Physical characteristics
- • location: near Užventis, Lithuania
- • location: Baltic Sea at Ventspils, Latvia.
- Length: 346 km (215 mi)(178 km or 111 mi in Latvia)
- Basin size: 11,800 km^{2} (4,600 sq mi)
- • average: 44 m^{3}/s (1,600 cu ft/s)

= Venta (river) =

River in Latvia and Lithuania

The Venta (Latvian pronunciation /lv/, Lithuanian /lt/, Windau, Windawa, Livonian Vǟnta joug) is a river in north-western Lithuania and western Latvia. Its source is near Kuršėnai in the Lithuanian Šiauliai County. It flows into the Baltic Sea at Ventspils in Latvia.

On the territory of Lithuania along the Venta are cities Užventis, Kuršėnai, Venta, Viekšniai and Mažeikiai. In Latvia, the cities of Skrunda, Kuldīga, Piltene and Ventspils are located on the Venta river. Venta Rapid, the widest waterfall in Europe, is on Venta river in Kuldīga, Latvia.

==Basin system==
The river has only one tributary longer than 100 km, the Abava. Other major tributaries include the Virvyčia (99.7 km) and the Varduva (96 km), which flows into the Venta at the Latvia–Lithuania border.

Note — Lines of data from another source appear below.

use crate::credentials;
use crossterm::event::{KeyCode, KeyEvent, KeyModifiers};
use serde::{Deserialize, Serialize};
use tracing::{debug, warn};

pub const SETTINGS_FILE: &str = "settings.toml";
pub const API_KEY_ENV: &str = "MAILDESK_API_KEY";

// Development key; only reached when nothing else is configured.
const FALLBACK_API_KEY: &str = "maildesk-dev-key";

#[derive(Debug, Clone, Default, Serialize, Deserialize)]
pub struct Config {
    #[serde(default)]
    pub keybindings: Keybindings,
    #[serde(default)]
    pub api: ApiSettings,
    #[serde(default)]
    pub tags: TagSettings,
    #[serde(default)]
    pub behavior: Behavior,
}

#[derive(Debug, Clone, Copy, PartialEq, Eq, Default, Serialize, Deserialize)]
#[serde(rename_all = "lowercase")]
pub enum DataSource {
    #[default]
    Mock,
    Remote,
}

#[derive(Debug, Clone, Serialize, Deserialize)]
#[serde(default)]
pub struct ApiSettings {
    pub data_source: DataSource,
    pub directory_host: String,
    pub api_key: Option<String>,
    /// Where process requests are POSTed. Defaults to `{company_base_url}/`.
    pub process_endpoint: Option<String>,
    /// Simulated latency of the mock backend
    pub list_delay_ms: u64,
    pub detail_delay_ms: u64,
}

impl Default for ApiSettings {
    fn default() -> Self {
        Self {
            data_source: DataSource::Mock,
            directory_host: "http://localhost:8000".to_string(),
            api_key: None,
            process_endpoint: None,
            list_delay_ms: 1200,
            detail_delay_ms: 800,
        }
    }
}

#[derive(Debug, Clone, Serialize, Deserialize)]
#[serde(default)]
pub struct TagSettings {
    pub predefined: Vec<String>,
}

impl Default for TagSettings {
    fn default() -> Self {
        Self {
            predefined: ["Work", "Personal", "Urgent", "Follow Up", "Portland", "Biking"]
                .into_iter()
                .map(String::from)
                .collect(),
        }
    }
}

#[derive(Debug, Clone, Copy, PartialEq, Eq, Default, Serialize, Deserialize)]
#[serde(rename_all = "lowercase")]
pub enum DateEncoding {
    /// MM DD M YY M, what the existing process endpoint expects
    #[default]
    Legacy,
    /// YYYYMMDD
    Iso,
}

#[derive(Debug, Clone, Default, Serialize, Deserialize)]
#[serde(default)]
pub struct Behavior {
    pub keep_results_on_company_clear: bool,
    pub process_date_encoding: DateEncoding,
}

#[derive(Debug, Clone, Serialize, Deserialize)]
#[serde(default)]
pub struct Keybindings {
    pub next_panel: Vec<String>,
    pub prev_panel: Vec<String>,
    pub move_up: Vec<String>,
    pub move_down: Vec<String>,
    pub open: Vec<String>,
    pub search: Vec<String>,
    pub pick_company: Vec<String>,
    pub clear_company: Vec<String>,
    pub manage_tags: Vec<String>,
    pub process: Vec<String>,
    pub quit: Vec<String>,
}

impl Default for Keybindings {
    fn default() -> Self {
        Self {
            next_panel: vec!["l".to_string(), "Right".to_string(), "Tab".to_string()],
            prev_panel: vec!["h".to_string(), "Left".to_string(), "BackTab".to_string()],
            move_up: vec!["k".to_string(), "Up".to_string()],
            move_down: vec!["j".to_string(), "Down".to_string()],
            open: vec!["Enter".to_string()],
            search: vec!["/".to_string()],
            pick_company: vec!["c".to_string()],
            clear_company: vec!["x".to_string()],
            manage_tags: vec!["t".to_string()],
            process: vec!["p".to_string()],
            quit: vec!["q".to_string()],
        }
    }
}

pub fn parse_key_string(key_str: &str) -> (KeyCode, KeyModifiers) {
    // A lone "-" is the minus key, not a separator
    if key_str == "-" {
        return (KeyCode::Char('-'), KeyModifiers::empty());
    }

    let mut parts: Vec<&str> = key_str.split('-').collect();
    let mut modifiers = KeyModifiers::empty();

    let base_key_str = parts.pop().unwrap_or("");

    for part in parts {
        match part.to_lowercase().as_str() {
            "ctrl" => modifiers.insert(KeyModifiers::CONTROL),
            "alt" => modifiers.insert(KeyModifiers::ALT),
            "shift" => modifiers.insert(KeyModifiers::SHIFT),
            "cmd" | "command" | "super" => modifiers.insert(KeyModifiers::SUPER),
            "meta" => modifiers.insert(KeyModifiers::META),
            _ => {}
        }
    }

    let mut chars = base_key_str.chars();
    let code = match base_key_str {
        "Backspace" => KeyCode::Backspace,
        "Enter" => KeyCode::Enter,
        "Left" => KeyCode::Left,
        "Right" => KeyCode::Right,
        "Up" => KeyCode::Up,
        "Down" => KeyCode::Down,
        "Tab" => KeyCode::Tab,
        "BackTab" => KeyCode::BackTab,
        "Esc" => KeyCode::Esc,
        _ => match (chars.next(), chars.next()) {
            (Some(c), None) => KeyCode::Char(c),
            _ => KeyCode::Null,
        },
    };

    (code, modifiers)
}

pub fn matches_key(event: KeyEvent, bindings: &[String]) -> bool {
    bindings.iter().any(|b| {
        let (code, modifiers) = parse_key_string(b);
        event.code == code && event.modifiers.contains(modifiers)
    })
}

/// Where the API key was resolved from, for the startup log line.
#[derive(Debug, Clone, Copy, PartialEq, Eq)]
pub enum ApiKeySource {
    Environment,
    SettingsFile,
    Keyring,
    BuildTime,
    Fallback,
}

impl Config {
    pub fn load() -> Self {
        match std::fs::read_to_string(SETTINGS_FILE) {
            Ok(content) => Self::parse(&content),
            Err(_) => {
                debug!("No {} found, using defaults", SETTINGS_FILE);
                Self::default()
            }
        }
    }

    pub fn parse(content: &str) -> Self {
        match toml::from_str(content) {
            Ok(config) => config,
            Err(e) => {
                warn!("Ignoring invalid {}: {}", SETTINGS_FILE, e);
                Self::default()
            }
        }
    }

    /// Resolve the API key: environment, settings file, keyring, build-time value, fallback.
    pub fn resolve_api_key(&self) -> (String, ApiKeySource) {
        let env_key = std::env::var(API_KEY_ENV).ok();
        let keyring_key = || credentials::load_api_key().ok().flatten();
        resolve_api_key_from(env_key, self.api.api_key.clone(), keyring_key)
    }
}

fn resolve_api_key_from(
    env_key: Option<String>,
    file_key: Option<String>,
    keyring_key: impl FnOnce() -> Option<String>,
) -> (String, ApiKeySource) {
    let usable = |k: &String| !k.trim().is_empty();

    if let Some(key) = env_key.filter(usable) {
        return (key, ApiKeySource::Environment);
    }
    if let Some(key) = file_key.filter(usable) {
        return (key, ApiKeySource::SettingsFile);
    }
    if let Some(key) = keyring_key().filter(usable) {
        return (key, ApiKeySource::Keyring);
    }
    if let Some(key) = option_env!("MAILDESK_API_KEY").filter(|k| !k.trim().is_empty()) {
        return (key.to_string(), ApiKeySource::BuildTime);
    }
    warn!("No API key configured, falling back to the development key");
    (FALLBACK_API_KEY.to_string(), ApiKeySource::Fallback)
}
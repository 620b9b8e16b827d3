use crate::models::MessageId;
use std::collections::{BTreeSet, HashMap};

/// Per-message labels plus the palette offered by the tag overlay.
///
/// Tags are keyed by message id only. When a later fetch no longer contains an id
/// its tags stay here unreachable; a later message reusing the id sees them again.
#[derive(Debug, Clone, Default)]
pub struct TagStore {
    palette: Vec<String>,
    assigned: HashMap<MessageId, BTreeSet<String>>,
}

fn normalize(tag: &str) -> Option<&str> {
    let tag = tag.trim();
    (!tag.is_empty()).then_some(tag)
}

impl TagStore {
    pub fn new(predefined: impl IntoIterator<Item = String>) -> Self {
        let mut store = Self::default();
        for tag in predefined {
            store.add_custom_tag(&tag);
        }
        store
    }

    /// Returns `true` if the tag was not already on the message.
    pub fn add_tag(&mut self, message_id: MessageId, tag: &str) -> bool {
        let Some(tag) = normalize(tag) else {
            return false;
        };
        self.assigned
            .entry(message_id)
            .or_default()
            .insert(tag.to_string())
    }

    /// Returns `true` if the tag was present.
    pub fn remove_tag(&mut self, message_id: MessageId, tag: &str) -> bool {
        let Some(tag) = normalize(tag) else {
            return false;
        };
        let Some(set) = self.assigned.get_mut(&message_id) else {
            return false;
        };
        let removed = set.remove(tag);
        if set.is_empty() {
            self.assigned.remove(&message_id);
        }
        removed
    }

    /// Adds the tag if missing, otherwise removes it. Returns whether the tag is now set.
    pub fn toggle_tag(&mut self, message_id: MessageId, tag: &str) -> bool {
        if self.has_tag(message_id, tag) {
            self.remove_tag(message_id, tag);
            false
        } else {
            self.add_tag(message_id, tag)
        }
    }

    /// Extends the palette. Does not tag any message.
    pub fn add_custom_tag(&mut self, tag: &str) -> bool {
        let Some(tag) = normalize(tag) else {
            return false;
        };
        if self.palette.iter().any(|t| t == tag) {
            return false;
        }
        self.palette.push(tag.to_string());
        true
    }

    pub fn has_tag(&self, message_id: MessageId, tag: &str) -> bool {
        normalize(tag).is_some_and(|tag| {
            self.assigned
                .get(&message_id)
                .is_some_and(|set| set.contains(tag))
        })
    }

    pub fn tags_for(&self, message_id: MessageId) -> Vec<String> {
        self.assigned
            .get(&message_id)
            .map(|set| set.iter().cloned().collect())
            .unwrap_or_default()
    }

    pub fn palette(&self) -> &[String] {
        &self.palette
    }
}
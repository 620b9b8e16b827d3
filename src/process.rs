//! The "Process" button on the detail pane.
//!
//! A click snapshots the selected message and company URL, builds the path the
//! processing service expects and POSTs it. Only one request may be in flight.

use crate::config::DateEncoding;
use crate::error::ApiError;
use crate::models::{Message, MessageId};
use chrono::{Datelike, NaiveDate};
use tracing::{debug, warn};

/// Date segment of the process path.
///
/// `Legacy` is month(2) day(2) month(1) year(2) month(1); the month really does
/// appear three times. The processing endpoint matches on this exact string.
/// 2024-06-01 encodes as `060162466`. Older integration notes quote
/// `0610162461` for that date, which does not follow this layout.
pub fn encode_date(date: NaiveDate, encoding: DateEncoding) -> String {
    match encoding {
        DateEncoding::Legacy => {
            let month = date.month();
            format!(
                "{:02}{:02}{}{:02}{}",
                month,
                date.day(),
                month,
                date.year().rem_euclid(100),
                month
            )
        }
        DateEncoding::Iso => date.format("%Y%m%d").to_string(),
    }
}

pub fn build_path(
    base_url: &str,
    date: NaiveDate,
    message_id: MessageId,
    encoding: DateEncoding,
) -> String {
    format!(
        "{}/outlook/email/{}/{}",
        base_url.trim_end_matches('/'),
        encode_date(date, encoding),
        message_id
    )
}

/// Everything needed to perform one process call, captured at click time.
#[derive(Debug, Clone, PartialEq, Eq)]
pub struct ProcessRequest {
    pub endpoint: String,
    pub path: String,
    pub message_id: MessageId,
}

#[derive(Debug, Clone, PartialEq, Eq, Default)]
pub enum ProcessState {
    #[default]
    Idle,
    InFlight,
    Succeeded,
    Failed(String),
}

#[derive(Debug, Clone, Default)]
pub struct ProcessAction {
    state: ProcessState,
    encoding: DateEncoding,
    endpoint_override: Option<String>,
}

impl ProcessAction {
    pub fn new(encoding: DateEncoding, endpoint_override: Option<String>) -> Self {
        Self {
            state: ProcessState::Idle,
            encoding,
            endpoint_override,
        }
    }

    /// Starts an attempt. Returns `None` while a previous call is still pending
    /// (the button is disabled) or when the attempt fails validation, in which
    /// case the error banner is already set.
    pub fn begin(
        &mut self,
        message: &Message,
        company_base_url: Option<&str>,
        today: NaiveDate,
    ) -> Option<ProcessRequest> {
        if self.is_in_flight() {
            return None;
        }

        let Some(base_url) = company_base_url.filter(|u| !u.trim().is_empty()) else {
            self.state = ProcessState::Failed(ApiError::MissingUrl.to_string());
            return None;
        };

        let path = build_path(base_url, today, message.id, self.encoding);
        let endpoint = self
            .endpoint_override
            .clone()
            .unwrap_or_else(|| format!("{}/", base_url.trim_end_matches('/')));

        debug!(message_id = message.id, %path, "Process started");
        self.state = ProcessState::InFlight;
        Some(ProcessRequest {
            endpoint,
            path,
            message_id: message.id,
        })
    }

    /// Settles the pending call for `message_id`. When `current` is a different
    /// message the user has moved on, so no banner is shown.
    pub fn finish(
        &mut self,
        message_id: MessageId,
        current: Option<MessageId>,
        result: Result<(), ApiError>,
    ) {
        if !self.is_in_flight() {
            return;
        }
        if current != Some(message_id) {
            debug!(message_id, ?current, ?result, "Dropping process result for another message");
            self.state = ProcessState::Idle;
            return;
        }
        self.state = match result {
            Ok(()) => ProcessState::Succeeded,
            Err(e) => {
                warn!("Process failed: {}", e);
                ProcessState::Failed(e.to_string())
            }
        };
    }

    pub fn is_in_flight(&self) -> bool {
        self.state == ProcessState::InFlight
    }

    pub fn state(&self) -> &ProcessState {
        &self.state
    }

    /// Drops a settled banner, e.g. when another message is opened.
    pub fn reset(&mut self) {
        if !self.is_in_flight() {
            self.state = ProcessState::Idle;
        }
    }
}
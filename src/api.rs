use crate::config::ApiSettings;
use crate::error::ApiError;
use crate::models::{self, Company, Message};
use anyhow::{Context, Result};
use async_trait::async_trait;
use hyper::client::HttpConnector;
use hyper::{Body, Client, Method, Request, StatusCode};
use hyper_rustls::HttpsConnector;
use serde::Serialize;
use std::sync::Arc;
use std::time::Duration;
use tracing::debug;

/// Where companies and emails come from.
#[async_trait]
pub trait MailBackend: Send + Sync {
    async fn list_companies(&self) -> Result<Vec<Company>, ApiError>;

    async fn list_emails(&self, company_id: &str) -> Result<Vec<Message>, ApiError>;

    /// Per-message detail fetch. The list endpoint already carries everything we
    /// render, so backends may hand the snapshot straight back.
    async fn fetch_detail(&self, message: Message) -> Result<Message, ApiError>;

    /// POST `{ "url": path }` to the processing endpoint.
    async fn process(&self, endpoint: &str, path: &str) -> Result<(), ApiError>;
}

pub fn from_settings(settings: &ApiSettings, api_key: String) -> Result<Arc<dyn MailBackend>> {
    match settings.data_source {
        crate::config::DataSource::Mock => Ok(Arc::new(MockBackend::new(
            Duration::from_millis(settings.list_delay_ms),
            Duration::from_millis(settings.detail_delay_ms),
        ))),
        crate::config::DataSource::Remote => {
            let backend = RemoteBackend::new(&settings.directory_host, api_key)
                .context("Failed to build HTTP client")?;
            Ok(Arc::new(backend))
        }
    }
}

#[derive(Serialize)]
struct ProcessBody<'a> {
    url: &'a str,
}

#[derive(Clone)]
pub struct RemoteBackend {
    client: Client<HttpsConnector<HttpConnector>, Body>,
    directory_host: String,
    api_key: String,
}

impl RemoteBackend {
    pub fn new(directory_host: &str, api_key: String) -> Result<Self> {
        let connector = hyper_rustls::HttpsConnectorBuilder::new()
            .with_native_roots()
            .context("Failed to load native roots")?
            .https_or_http()
            .enable_http1()
            .build();

        Ok(Self {
            client: Client::builder().build(connector),
            directory_host: directory_host.trim_end_matches('/').to_string(),
            api_key,
        })
    }

    async fn get_json(&self, url: &str) -> Result<Vec<u8>, ApiError> {
        debug!(url, "GET");
        let req = Request::builder()
            .method(Method::GET)
            .uri(url)
            .header("x-api-key", &self.api_key)
            .header("accept", "application/json")
            .body(Body::empty())
            .map_err(|e| ApiError::Network(format!("invalid request to {}: {}", url, e)))?;

        self.send(req).await
    }

    async fn send(&self, req: Request<Body>) -> Result<Vec<u8>, ApiError> {
        let resp = self.client.request(req).await?;
        let status = resp.status();
        let bytes = hyper::body::to_bytes(resp.into_body()).await?;
        check_status(status)?;
        Ok(bytes.to_vec())
    }
}

/// Company ids are opaque, so they go into the path percent-encoded.
fn emails_url(directory_host: &str, company_id: &str) -> String {
    format!(
        "{}/get_all_emails/{}",
        directory_host,
        urlencoding::encode(company_id)
    )
}

fn check_status(status: StatusCode) -> Result<(), ApiError> {
    if status.is_success() {
        Ok(())
    } else {
        Err(ApiError::HttpStatus(status.as_u16()))
    }
}

#[async_trait]
impl MailBackend for RemoteBackend {
    async fn list_companies(&self) -> Result<Vec<Company>, ApiError> {
        let url = format!("{}/get_all_companies", self.directory_host);
        let body = self.get_json(&url).await?;
        models::parse_companies(&body)
    }

    async fn list_emails(&self, company_id: &str) -> Result<Vec<Message>, ApiError> {
        let url = emails_url(&self.directory_host, company_id);
        let body = self.get_json(&url).await?;
        models::parse_emails(&body)
    }

    async fn fetch_detail(&self, message: Message) -> Result<Message, ApiError> {
        Ok(message)
    }

    async fn process(&self, endpoint: &str, path: &str) -> Result<(), ApiError> {
        debug!(endpoint, path, "POST process");
        let payload = serde_json::to_vec(&ProcessBody { url: path })?;
        let req = Request::builder()
            .method(Method::POST)
            .uri(endpoint)
            .header("content-type", "application/json")
            .body(Body::from(payload))
            .map_err(|e| ApiError::Network(format!("invalid request to {}: {}", endpoint, e)))?;

        self.send(req).await.map(|_| ())
    }
}

/// In-memory data with simulated latency, for running without the remote services.
#[derive(Debug, Clone)]
pub struct MockBackend {
    list_delay: Duration,
    detail_delay: Duration,
    companies: Vec<Company>,
    emails: Vec<Message>,
}

impl MockBackend {
    pub fn new(list_delay: Duration, detail_delay: Duration) -> Self {
        Self {
            list_delay,
            detail_delay,
            companies: mock_companies(),
            emails: mock_emails(),
        }
    }

    #[cfg(test)]
    pub fn instant() -> Self {
        Self::new(Duration::ZERO, Duration::ZERO)
    }

    async fn pause(delay: Duration) {
        if !delay.is_zero() {
            tokio::time::sleep(delay).await;
        }
    }
}

#[async_trait]
impl MailBackend for MockBackend {
    async fn list_companies(&self) -> Result<Vec<Company>, ApiError> {
        Self::pause(self.list_delay).await;
        Ok(self.companies.clone())
    }

    async fn list_emails(&self, company_id: &str) -> Result<Vec<Message>, ApiError> {
        Self::pause(self.list_delay).await;
        if !self.companies.iter().any(|c| c.id == company_id) {
            return Ok(Vec::new());
        }
        Ok(self.emails.clone())
    }

    async fn fetch_detail(&self, message: Message) -> Result<Message, ApiError> {
        Self::pause(self.detail_delay).await;
        Ok(self
            .emails
            .iter()
            .find(|m| m.id == message.id)
            .cloned()
            .unwrap_or(message))
    }

    async fn process(&self, endpoint: &str, path: &str) -> Result<(), ApiError> {
        Self::pause(self.detail_delay).await;
        debug!(endpoint, path, "mock process accepted");
        Ok(())
    }
}

fn mock_companies() -> Vec<Company> {
    [
        ("1", "Acme Corporation", "https://acme.example.com"),
        ("2", "Globex", "https://globex.example.com"),
        ("3", "Initech", "https://initech.example.com"),
    ]
    .into_iter()
    .map(|(id, name, url)| Company {
        id: id.to_string(),
        name: name.to_string(),
        base_url: url.to_string(),
    })
    .collect()
}

fn mock_emails() -> Vec<Message> {
    let entry = |id: i64,
                 sender: &str,
                 subject: &str,
                 preview: &str,
                 time: &str,
                 is_unread: bool,
                 category: Option<&str>| Message {
        id,
        sender: sender.to_string(),
        subject: subject.to_string(),
        body_preview: preview.to_string(),
        timestamp_label: time.to_string(),
        is_unread,
        category: category.map(str::to_string),
        recipient: Some("mike@example.com".to_string()),
    };

    vec![
        entry(
            1,
            "Lisa Greenberg",
            "Book Recommendations",
            "I'm a huge productivity nerd and was...",
            "8:19 AM",
            true,
            Some("Personal"),
        ),
        entry(
            2,
            "John Smith",
            "Welcome Back",
            "Hey Mike, Good to see you are back",
            "8:16 AM",
            true,
            None,
        ),
        entry(
            3,
            "Spark",
            "New email account login in Spark",
            "Your email address -",
            "8:07 AM",
            true,
            None,
        ),
        entry(
            4,
            "SaneBox",
            "What's new with your SaneBox acco...",
            "Goto my Dashboard Hi Mike! Share",
            "Nov 16",
            false,
            None,
        ),
        entry(
            5,
            "SaneBox",
            "What's new with your SaneBox acco...",
            "Goto my Dashboard Hi Mike! Share",
            "Nov 9",
            false,
            None,
        ),
        entry(
            6,
            "SaneBox Digest",
            "(Sane Digest) 11 recent messages f...",
            "Email address:",
            "Yesterday",
            false,
            Some("Newsletters"),
        ),
    ]
}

Smaller tributaries include the Avižlys, which runs for 20 kilometers and flows into the Venta River and the 30 kilometre Uogys which joins the Venta less than 1 km upstream of the Avižlys at Akmenė district municipality, Šiauliai County, northern Lithuania.

==Geology==

The Venta River valley exposes a record of Middle to Late Weichselian (ca 33,000 BP) environments beneath its modern floodplain. An area of roughly 80 km^{2} in northwest Lithuania is underlain by up to 28 m of ancient lake sediments—brown, grey and greenish-black clay, silt and fine sand with lenses of peat—buried beneath the uppermost Late Weichselian (Nemunas) till. At the Purviai outcrop, pollen analysis and radiocarbon dating (33,540 ± 370 and 33,800 ± 460 calibrated years before present) reveal initially cold, wet periglacial conditions dominated by open sedge (Cyperaceae) communities, followed by slight climatic amelioration marked by park-tundra vegetation of birch (Betula), pine (Pinus) and scattered spruce (Picea), showing that the climate warmed slightly from severe periglacial cold to a milder phase. Gravel layers within the sequence contain shells of the freshwater pearl mussel, Margaritifera margaritifera, signalling clean, fast-flowing stream channels feeding into the lake basin. Together, these data show that the Venta valley remained largely ice-free until at least 33,000 BP and that the main glacial advance over North Lithuania did not occur until after 25,000 BP.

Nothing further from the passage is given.